Copy, exactly and without additions, every line in the records below from the one holding "for invariant checking." through the one holding "an empty snapshot.", both ends included.

____________

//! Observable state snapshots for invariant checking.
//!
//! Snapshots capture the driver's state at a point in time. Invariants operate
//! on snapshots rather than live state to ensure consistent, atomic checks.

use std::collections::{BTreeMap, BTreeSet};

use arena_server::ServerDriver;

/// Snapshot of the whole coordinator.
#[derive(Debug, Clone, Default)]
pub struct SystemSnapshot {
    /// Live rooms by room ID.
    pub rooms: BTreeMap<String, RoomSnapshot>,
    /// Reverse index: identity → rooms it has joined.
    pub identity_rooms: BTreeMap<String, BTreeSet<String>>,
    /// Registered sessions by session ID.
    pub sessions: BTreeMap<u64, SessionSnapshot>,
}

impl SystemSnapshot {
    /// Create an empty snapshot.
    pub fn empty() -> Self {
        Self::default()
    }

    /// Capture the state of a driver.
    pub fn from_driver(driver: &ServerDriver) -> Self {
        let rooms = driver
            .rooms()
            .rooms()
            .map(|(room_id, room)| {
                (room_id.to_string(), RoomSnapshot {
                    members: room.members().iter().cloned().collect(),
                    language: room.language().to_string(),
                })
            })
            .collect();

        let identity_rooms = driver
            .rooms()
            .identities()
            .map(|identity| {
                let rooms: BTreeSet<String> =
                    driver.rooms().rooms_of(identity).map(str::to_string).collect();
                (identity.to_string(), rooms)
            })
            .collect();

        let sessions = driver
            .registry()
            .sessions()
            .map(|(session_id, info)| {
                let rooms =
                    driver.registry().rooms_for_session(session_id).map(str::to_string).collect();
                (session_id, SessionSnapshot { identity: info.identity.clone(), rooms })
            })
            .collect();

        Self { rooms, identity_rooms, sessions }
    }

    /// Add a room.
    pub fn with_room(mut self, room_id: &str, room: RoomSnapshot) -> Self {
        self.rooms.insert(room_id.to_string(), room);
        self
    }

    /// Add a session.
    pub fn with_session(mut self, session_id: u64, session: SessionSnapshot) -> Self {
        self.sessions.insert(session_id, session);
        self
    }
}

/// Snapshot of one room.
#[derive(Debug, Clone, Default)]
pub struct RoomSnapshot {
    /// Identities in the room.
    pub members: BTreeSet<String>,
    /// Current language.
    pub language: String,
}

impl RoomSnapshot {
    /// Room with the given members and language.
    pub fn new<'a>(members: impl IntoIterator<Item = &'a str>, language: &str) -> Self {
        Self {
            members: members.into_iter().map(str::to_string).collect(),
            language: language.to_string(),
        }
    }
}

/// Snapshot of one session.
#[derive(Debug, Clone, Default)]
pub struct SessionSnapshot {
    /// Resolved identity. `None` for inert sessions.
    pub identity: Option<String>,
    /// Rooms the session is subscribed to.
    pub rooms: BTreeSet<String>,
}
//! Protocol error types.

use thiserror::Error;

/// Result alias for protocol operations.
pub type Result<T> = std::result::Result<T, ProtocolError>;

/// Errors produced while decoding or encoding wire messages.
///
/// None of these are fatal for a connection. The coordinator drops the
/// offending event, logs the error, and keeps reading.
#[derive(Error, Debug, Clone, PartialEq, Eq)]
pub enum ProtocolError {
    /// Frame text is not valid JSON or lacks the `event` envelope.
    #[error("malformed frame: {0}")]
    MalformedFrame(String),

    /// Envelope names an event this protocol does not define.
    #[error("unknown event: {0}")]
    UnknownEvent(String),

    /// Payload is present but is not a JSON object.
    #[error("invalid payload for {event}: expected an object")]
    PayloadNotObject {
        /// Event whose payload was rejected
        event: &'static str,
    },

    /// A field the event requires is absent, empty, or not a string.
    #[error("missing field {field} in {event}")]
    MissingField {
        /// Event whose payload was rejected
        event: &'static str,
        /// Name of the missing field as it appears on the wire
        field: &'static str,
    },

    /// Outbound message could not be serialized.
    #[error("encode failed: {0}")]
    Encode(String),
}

____________

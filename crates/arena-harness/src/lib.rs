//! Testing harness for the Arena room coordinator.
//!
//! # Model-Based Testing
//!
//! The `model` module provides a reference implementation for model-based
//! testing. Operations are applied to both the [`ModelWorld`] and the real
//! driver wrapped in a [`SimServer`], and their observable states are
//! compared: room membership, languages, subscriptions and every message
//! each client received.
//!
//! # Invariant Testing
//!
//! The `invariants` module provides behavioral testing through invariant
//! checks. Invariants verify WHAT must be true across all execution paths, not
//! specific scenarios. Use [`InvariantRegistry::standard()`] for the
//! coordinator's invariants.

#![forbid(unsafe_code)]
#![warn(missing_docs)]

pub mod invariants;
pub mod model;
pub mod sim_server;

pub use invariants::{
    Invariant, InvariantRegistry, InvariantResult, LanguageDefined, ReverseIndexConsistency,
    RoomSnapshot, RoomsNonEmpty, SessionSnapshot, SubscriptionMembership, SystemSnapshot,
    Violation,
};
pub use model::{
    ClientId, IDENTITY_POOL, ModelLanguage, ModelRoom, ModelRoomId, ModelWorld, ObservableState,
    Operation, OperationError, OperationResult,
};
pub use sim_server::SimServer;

____________

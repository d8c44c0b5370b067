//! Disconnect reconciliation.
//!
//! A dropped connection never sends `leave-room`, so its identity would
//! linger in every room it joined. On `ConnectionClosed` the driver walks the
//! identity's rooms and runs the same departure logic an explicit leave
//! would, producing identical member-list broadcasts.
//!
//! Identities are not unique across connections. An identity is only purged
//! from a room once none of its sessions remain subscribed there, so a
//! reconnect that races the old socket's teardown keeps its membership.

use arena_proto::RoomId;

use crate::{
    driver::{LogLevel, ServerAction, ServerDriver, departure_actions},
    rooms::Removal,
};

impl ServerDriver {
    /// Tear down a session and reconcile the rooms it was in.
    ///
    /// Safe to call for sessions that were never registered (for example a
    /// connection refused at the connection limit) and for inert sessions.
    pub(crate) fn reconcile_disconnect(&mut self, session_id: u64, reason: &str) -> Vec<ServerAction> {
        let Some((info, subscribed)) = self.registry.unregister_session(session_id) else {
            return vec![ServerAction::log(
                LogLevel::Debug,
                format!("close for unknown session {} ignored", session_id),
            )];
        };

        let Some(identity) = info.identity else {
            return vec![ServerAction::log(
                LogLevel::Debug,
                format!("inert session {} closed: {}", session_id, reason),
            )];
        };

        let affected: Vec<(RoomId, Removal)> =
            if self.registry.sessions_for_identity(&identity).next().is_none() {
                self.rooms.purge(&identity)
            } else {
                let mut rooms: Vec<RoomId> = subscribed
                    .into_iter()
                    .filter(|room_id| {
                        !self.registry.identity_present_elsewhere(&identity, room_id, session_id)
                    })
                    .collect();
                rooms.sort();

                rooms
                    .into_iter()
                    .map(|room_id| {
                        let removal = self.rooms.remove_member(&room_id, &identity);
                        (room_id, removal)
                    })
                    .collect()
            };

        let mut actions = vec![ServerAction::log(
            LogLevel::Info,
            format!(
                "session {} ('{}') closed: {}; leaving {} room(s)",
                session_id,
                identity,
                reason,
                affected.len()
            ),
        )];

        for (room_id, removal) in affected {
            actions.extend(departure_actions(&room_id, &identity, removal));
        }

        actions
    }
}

____________

• **FINISHED TASK**
//! Observable state snapshots for invariant checking.
//!
//! Snapshots capture the driver's state at a point in time. Invariants operate
//! on snapshots rather than live state to ensure consistent, atomic checks.

use std::collections::{BTreeMap, BTreeSet};

use arena_server::ServerDriver;

/// Snapshot of the whole coordinator.
#[derive(Debug, Clone, Default)]
pub struct SystemSnapshot {
    /// Live rooms by room ID.
    pub rooms: BTreeMap<String, RoomSnapshot>,
    /// Reverse index: identity → rooms it has joined.
    pub identity_rooms: BTreeMap<String, BTreeSet<String>>,
    /// Registered sessions by session ID.
    pub sessions: BTreeMap<u64, SessionSnapshot>,
}

impl SystemSnapshot {
    /// Create an empty snapshot.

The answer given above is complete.